Work order
Give the number of lines in the data below that contain "serialization", and only that number.

Exercise input

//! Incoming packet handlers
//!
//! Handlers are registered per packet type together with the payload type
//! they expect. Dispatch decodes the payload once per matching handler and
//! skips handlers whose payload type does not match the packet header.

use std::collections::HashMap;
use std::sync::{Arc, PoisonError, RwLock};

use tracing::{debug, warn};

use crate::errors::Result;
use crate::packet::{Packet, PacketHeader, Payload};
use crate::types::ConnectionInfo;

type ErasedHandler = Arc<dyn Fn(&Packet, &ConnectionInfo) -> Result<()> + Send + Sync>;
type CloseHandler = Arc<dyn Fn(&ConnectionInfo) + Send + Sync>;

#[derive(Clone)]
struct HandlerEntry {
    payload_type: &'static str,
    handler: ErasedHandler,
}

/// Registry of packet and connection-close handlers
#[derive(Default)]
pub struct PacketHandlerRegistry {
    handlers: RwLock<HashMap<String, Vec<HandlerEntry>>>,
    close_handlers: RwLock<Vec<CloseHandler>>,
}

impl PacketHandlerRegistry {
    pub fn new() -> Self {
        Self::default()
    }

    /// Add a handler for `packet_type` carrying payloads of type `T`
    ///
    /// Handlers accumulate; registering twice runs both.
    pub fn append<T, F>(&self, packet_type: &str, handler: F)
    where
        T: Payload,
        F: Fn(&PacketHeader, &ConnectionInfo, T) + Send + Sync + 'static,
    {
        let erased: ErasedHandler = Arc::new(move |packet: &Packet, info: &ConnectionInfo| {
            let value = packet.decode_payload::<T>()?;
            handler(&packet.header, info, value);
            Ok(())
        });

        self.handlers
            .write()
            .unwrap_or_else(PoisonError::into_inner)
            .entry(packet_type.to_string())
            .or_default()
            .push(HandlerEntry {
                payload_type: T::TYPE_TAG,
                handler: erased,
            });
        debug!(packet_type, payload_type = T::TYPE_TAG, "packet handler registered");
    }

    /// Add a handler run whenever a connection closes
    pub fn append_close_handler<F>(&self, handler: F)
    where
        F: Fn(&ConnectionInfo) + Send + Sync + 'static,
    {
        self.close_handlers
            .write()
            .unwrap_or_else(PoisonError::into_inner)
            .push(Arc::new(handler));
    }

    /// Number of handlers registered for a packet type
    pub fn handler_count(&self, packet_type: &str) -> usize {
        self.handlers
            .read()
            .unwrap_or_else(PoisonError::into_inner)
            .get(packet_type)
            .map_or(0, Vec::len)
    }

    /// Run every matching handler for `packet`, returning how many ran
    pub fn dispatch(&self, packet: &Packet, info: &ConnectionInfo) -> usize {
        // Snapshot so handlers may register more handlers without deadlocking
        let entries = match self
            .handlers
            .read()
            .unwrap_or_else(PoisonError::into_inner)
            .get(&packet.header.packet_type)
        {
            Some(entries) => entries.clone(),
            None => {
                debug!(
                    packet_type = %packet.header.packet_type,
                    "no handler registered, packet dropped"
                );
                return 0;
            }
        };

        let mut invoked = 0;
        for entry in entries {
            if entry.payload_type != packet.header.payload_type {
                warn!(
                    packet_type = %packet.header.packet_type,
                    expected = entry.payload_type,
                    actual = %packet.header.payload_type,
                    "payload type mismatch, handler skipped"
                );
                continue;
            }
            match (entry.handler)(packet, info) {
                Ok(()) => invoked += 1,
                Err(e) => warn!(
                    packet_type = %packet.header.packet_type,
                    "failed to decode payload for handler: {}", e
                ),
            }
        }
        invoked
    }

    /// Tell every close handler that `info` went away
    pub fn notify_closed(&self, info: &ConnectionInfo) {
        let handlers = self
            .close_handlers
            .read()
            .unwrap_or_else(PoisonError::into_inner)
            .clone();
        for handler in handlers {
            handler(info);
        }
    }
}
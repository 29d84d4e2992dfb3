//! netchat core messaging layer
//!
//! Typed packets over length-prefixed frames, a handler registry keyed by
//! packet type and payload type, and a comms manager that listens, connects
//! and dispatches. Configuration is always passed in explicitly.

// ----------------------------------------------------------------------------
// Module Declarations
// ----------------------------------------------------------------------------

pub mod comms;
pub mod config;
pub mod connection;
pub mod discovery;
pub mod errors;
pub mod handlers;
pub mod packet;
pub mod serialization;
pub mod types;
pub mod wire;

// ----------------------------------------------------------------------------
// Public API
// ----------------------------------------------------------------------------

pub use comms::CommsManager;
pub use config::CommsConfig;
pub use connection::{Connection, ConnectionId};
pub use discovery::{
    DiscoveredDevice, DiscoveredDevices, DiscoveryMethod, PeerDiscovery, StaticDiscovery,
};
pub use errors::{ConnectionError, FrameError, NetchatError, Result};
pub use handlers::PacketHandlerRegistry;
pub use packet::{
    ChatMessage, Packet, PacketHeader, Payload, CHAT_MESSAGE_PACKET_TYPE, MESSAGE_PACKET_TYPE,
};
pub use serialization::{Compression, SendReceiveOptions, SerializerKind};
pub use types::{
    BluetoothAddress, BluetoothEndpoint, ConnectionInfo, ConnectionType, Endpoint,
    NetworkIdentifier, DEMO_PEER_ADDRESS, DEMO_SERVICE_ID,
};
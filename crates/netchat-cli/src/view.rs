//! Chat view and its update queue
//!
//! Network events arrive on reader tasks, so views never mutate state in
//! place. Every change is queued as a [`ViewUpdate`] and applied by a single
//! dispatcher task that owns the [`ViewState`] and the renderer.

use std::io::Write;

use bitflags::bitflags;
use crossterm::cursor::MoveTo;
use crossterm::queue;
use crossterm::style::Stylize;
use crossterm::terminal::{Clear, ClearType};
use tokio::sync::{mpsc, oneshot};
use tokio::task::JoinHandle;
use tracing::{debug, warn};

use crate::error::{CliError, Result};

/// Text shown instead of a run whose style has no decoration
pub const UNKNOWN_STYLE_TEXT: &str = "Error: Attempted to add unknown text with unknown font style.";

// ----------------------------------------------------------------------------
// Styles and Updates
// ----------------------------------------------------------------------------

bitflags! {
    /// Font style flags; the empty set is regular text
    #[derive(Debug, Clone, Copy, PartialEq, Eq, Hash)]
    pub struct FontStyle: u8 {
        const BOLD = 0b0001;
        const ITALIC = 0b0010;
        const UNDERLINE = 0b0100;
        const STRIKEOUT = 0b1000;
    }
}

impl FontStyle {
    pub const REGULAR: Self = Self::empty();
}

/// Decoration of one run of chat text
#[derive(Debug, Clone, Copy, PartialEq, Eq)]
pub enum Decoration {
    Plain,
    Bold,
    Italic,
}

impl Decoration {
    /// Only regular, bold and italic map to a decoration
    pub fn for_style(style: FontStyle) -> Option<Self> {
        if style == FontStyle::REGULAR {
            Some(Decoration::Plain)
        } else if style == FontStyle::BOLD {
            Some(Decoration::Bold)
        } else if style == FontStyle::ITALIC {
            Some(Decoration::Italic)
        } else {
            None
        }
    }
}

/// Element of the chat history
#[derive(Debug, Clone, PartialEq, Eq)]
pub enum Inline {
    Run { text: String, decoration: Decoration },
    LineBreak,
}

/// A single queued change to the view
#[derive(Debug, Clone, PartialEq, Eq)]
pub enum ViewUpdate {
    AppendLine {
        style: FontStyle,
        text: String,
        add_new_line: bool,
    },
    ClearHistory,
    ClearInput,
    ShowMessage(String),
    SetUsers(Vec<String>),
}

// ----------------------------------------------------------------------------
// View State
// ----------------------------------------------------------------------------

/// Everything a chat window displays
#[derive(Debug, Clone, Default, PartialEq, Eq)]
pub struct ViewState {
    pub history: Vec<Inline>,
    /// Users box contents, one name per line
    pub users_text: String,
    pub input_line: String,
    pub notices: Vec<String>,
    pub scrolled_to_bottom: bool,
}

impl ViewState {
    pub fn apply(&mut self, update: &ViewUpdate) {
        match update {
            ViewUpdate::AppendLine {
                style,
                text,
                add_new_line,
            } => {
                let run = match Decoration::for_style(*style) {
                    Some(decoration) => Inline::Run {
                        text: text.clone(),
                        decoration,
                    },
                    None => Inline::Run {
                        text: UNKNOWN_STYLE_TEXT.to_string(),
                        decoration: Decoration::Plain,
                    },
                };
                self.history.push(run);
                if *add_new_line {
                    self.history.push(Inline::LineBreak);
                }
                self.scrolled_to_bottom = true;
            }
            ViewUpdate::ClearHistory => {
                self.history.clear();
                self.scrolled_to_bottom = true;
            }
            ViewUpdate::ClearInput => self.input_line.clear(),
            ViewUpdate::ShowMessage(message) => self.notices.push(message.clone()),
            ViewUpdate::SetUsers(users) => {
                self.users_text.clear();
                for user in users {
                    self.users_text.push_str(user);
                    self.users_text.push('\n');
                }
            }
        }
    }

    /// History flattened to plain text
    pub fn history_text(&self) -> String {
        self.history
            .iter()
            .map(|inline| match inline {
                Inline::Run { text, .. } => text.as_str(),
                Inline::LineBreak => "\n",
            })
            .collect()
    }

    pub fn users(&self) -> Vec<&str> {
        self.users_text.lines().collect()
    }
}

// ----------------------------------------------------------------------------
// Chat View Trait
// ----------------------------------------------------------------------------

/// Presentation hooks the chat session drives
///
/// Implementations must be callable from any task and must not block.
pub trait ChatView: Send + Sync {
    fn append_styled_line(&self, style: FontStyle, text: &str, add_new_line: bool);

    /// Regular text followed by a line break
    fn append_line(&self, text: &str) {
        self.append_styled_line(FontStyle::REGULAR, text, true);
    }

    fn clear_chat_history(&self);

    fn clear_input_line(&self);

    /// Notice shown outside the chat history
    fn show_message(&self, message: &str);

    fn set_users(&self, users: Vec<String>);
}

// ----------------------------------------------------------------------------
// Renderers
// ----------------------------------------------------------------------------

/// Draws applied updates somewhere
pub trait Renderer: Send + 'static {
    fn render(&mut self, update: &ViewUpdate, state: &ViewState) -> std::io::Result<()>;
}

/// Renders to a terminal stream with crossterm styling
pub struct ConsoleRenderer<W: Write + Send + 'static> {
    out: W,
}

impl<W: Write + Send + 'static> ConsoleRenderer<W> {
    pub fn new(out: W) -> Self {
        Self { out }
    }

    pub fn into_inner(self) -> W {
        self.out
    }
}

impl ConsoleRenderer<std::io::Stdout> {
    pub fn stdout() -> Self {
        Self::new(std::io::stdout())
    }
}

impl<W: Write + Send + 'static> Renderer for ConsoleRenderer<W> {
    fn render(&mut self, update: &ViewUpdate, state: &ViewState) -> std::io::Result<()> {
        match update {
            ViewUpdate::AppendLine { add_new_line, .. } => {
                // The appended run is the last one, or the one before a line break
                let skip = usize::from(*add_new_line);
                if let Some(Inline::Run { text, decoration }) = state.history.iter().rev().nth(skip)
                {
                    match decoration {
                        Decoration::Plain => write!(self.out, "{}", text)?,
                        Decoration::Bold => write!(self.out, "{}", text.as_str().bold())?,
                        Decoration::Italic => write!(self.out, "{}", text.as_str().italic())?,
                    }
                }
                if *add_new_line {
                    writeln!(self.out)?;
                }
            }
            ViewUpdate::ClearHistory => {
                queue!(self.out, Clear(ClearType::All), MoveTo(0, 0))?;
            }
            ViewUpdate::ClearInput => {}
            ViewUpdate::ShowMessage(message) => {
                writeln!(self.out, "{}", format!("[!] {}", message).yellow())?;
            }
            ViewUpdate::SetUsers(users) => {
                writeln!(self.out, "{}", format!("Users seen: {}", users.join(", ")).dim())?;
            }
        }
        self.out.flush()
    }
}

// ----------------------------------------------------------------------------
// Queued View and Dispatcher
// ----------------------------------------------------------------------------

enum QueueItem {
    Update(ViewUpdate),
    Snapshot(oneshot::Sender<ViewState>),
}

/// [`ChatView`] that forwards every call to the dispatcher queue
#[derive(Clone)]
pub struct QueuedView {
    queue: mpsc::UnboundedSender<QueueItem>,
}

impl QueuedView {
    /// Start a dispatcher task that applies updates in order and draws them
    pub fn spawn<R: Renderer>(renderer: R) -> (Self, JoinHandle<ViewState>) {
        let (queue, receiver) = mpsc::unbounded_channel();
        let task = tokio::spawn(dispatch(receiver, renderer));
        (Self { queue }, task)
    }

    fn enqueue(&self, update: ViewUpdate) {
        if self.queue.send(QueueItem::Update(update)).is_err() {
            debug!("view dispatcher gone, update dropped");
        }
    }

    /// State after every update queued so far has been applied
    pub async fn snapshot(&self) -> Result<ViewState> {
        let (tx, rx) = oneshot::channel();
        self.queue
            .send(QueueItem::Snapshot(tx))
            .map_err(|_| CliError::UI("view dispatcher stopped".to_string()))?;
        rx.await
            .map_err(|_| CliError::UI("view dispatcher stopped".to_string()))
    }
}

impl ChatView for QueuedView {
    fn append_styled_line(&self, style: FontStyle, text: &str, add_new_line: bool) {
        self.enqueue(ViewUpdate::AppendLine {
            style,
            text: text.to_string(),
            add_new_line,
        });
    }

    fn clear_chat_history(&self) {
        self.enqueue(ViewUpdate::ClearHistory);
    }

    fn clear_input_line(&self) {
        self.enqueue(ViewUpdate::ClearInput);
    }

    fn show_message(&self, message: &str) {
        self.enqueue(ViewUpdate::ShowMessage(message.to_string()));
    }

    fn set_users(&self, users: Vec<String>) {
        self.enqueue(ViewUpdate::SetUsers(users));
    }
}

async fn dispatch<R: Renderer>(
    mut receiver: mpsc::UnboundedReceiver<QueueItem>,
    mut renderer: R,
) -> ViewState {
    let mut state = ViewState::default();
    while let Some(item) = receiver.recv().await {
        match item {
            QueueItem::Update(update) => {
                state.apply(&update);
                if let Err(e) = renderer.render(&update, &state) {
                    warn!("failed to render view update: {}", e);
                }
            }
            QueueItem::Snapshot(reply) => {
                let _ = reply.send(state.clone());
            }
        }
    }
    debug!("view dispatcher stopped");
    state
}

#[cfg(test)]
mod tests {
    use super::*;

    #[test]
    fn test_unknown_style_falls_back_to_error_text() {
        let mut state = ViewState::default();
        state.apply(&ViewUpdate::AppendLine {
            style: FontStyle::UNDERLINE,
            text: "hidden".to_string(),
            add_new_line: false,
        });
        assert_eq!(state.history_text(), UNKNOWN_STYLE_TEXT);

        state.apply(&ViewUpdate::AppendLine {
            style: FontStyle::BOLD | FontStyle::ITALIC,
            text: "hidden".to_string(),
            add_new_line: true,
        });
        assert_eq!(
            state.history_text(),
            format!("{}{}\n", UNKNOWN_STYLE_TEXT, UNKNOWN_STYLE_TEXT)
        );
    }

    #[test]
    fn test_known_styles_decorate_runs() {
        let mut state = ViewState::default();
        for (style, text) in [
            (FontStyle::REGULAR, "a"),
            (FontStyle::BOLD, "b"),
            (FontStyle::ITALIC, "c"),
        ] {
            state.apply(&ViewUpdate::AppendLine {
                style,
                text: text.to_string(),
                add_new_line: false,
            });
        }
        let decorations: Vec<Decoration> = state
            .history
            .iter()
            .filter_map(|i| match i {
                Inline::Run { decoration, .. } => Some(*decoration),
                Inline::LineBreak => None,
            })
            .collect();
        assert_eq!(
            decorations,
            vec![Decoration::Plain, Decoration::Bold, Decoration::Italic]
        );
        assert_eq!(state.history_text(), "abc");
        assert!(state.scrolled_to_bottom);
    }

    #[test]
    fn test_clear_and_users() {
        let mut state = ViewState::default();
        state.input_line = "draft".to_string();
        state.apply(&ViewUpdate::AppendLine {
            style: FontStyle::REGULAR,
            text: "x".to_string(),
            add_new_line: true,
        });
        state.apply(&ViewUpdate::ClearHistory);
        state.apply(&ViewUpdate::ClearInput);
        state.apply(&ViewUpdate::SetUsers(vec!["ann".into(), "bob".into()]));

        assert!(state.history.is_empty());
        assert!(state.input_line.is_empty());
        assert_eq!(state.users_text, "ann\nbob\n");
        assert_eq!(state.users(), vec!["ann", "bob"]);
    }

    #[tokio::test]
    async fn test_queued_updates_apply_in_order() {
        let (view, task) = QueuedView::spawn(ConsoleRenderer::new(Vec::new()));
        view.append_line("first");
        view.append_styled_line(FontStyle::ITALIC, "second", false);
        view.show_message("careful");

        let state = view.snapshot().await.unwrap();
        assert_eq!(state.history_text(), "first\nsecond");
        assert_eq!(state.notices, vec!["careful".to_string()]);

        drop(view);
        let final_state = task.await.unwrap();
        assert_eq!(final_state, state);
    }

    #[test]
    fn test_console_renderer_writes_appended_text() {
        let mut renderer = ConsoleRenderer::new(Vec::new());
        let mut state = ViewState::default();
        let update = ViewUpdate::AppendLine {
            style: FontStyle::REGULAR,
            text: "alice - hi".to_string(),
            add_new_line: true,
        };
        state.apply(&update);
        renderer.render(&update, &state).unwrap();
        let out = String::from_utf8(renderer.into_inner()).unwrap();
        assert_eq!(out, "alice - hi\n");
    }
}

Exercise answer
2